Tyrosination of [alpha]-tubulin controls the initiation of processive dynein-dynactin motility

• Published in: The EMBO journal Vol. 35; no. 11; p. 1175
• Main Authors: McKenney, Richard J, Huynh, Walter, Vale, Ronald D, Sirajuddin, Minhajuddin
• Format: Journal Article
• Language: English
• Published: Heidelberg Blackwell Publishing Ltd 01.06.2016
• Subjects: Cellular biology; Molecular biology; Motility; Proteins
• ISSN: 0261-4189; 1460-2075
• DOI: 10.15252/embj.201593071

Post-translational modifications (PTMs) of [alpha]/[beta]-tubulin are believed to regulate interactions with microtubule-binding proteins. A well-characterized PTM involves in the removal and re-ligation of the C-terminal tyrosine on [alpha]-tubulin, but the purpose of this tyrosination-detyrosination cycle remains elusive. Here, we examined the processive motility of mammalian dynein complexed with dynactin and BicD2 (DDB) on tyrosinated versus detyrosinated microtubules. Motility was decreased ~fourfold on detyrosinated microtubules, constituting the largest effect of a tubulin PTM on motor function observed to date. This preference is mediated by dynactin's microtubule-binding p150 subunit rather than dynein itself. Interestingly, on a bipartite microtubule consisting of tyrosinated and detyrosinated segments, DDB molecules that initiated movement on tyrosinated tubulin continued moving into the segment composed of detyrosinated tubulin. This result indicates that the [alpha]-tubulin tyrosine facilitates initial motor-tubulin encounters, but is not needed for subsequent motility. Our results reveal a strong effect of the C-terminal [alpha]-tubulin tyrosine on dynein-dynactin motility and suggest that the tubulin tyrosination cycle could modulate the initiation of dynein-driven motility in cells. Synopsis Post-translational modifications of tubulin can affect motor protein behavior on microtubules.

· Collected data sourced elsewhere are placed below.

use anyhow::Context;
use camino::Utf8PathBuf;
use config::Config;
use serde::Deserialize;

use crate::domain::cart::MergePolicy;

#[derive(Clone, Deserialize, Debug)]
pub struct Settings {
    pub environment: String,
    pub application: ApplicationSettings,
    pub storage: StorageSettings,
    pub cart: CartSettings,
}

#[derive(Clone, Deserialize, Debug)]
pub struct ApplicationSettings {
    pub logs_directory: String,
}

#[derive(Clone, Deserialize, Debug)]
pub struct StorageSettings {
    /// Root directory holding one sub-directory per session.
    pub directory: Utf8PathBuf,
    pub session: String,
}

#[derive(Clone, Deserialize, Debug)]
pub struct CartSettings {
    pub storage_key: String,
    #[serde(default)]
    pub merge_policy: MergePolicy,
}

fn find_config_dir() -> anyhow::Result<Utf8PathBuf> {
    let current_dir =
        std::env::current_dir().context("Failed to determine the current directory.")?;
    let current_dir =
        Utf8PathBuf::try_from(current_dir).context("Could not convert PathBuf to Utf8PathBuf")?;

    current_dir
        .ancestors()
        .map(|p| p.join("config"))
        .find(|p| {
            let base_path = p.join("base.yaml");
            p.is_dir() && base_path.is_file()
        })
        .ok_or_else(|| anyhow::anyhow!("Cannot find config directory!"))
}

pub fn get_config_settings() -> anyhow::Result<Settings> {
    let config_directory = find_config_dir()?;

    // Detect the running environment - default to `development` if unspecified.
    let environment: String =
        std::env::var("APP_ENVIRONMENT").unwrap_or_else(|_| "development".to_owned());

    // Read the base configuration file called "base".
    let base_source =
        config::File::from(config_directory.join("base").into_std_path_buf()).required(true);

    // Read another file for environment-specific values.
    let env_source =
        config::File::from(config_directory.join(environment.as_str()).into_std_path_buf())
            .required(true);

    // Overrides from environment variables with a prefix of APP and '__' as separator,
    // e.g. `APP_STORAGE__SESSION=tab-2` sets `Settings.storage.session`.
    let overrides_source = config::Environment::with_prefix("app")
        .prefix_separator("_")
        .separator("__");

    let config = Config::builder()
        .add_source(base_source)
        .add_source(env_source)
        .add_source(overrides_source)
        .build()?;

    config
        .try_deserialize()
        .context("Could not deserialise config settings.")
}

This study reveals that microtubule tyrosination allows for robust initiation of mammalian dynein-dynactin processivity, but that tyrosination is dispensable once dynein is motile. Removal of alpha-tubulin carboxy-terminal tyrosine strongly decreases the interaction of the dynein-dynactin complex with microtubules. The dynein-dynactin complex has two separate microtubule binding domains. The CAP-Gly domain within the dynactin complex senses the tyrosination state of the microtubule and aids in the initiation of processive dynein motility. After the initiation of processive motility, the CAP-Gly interaction with the microtubule is not required for sustained dynein motility.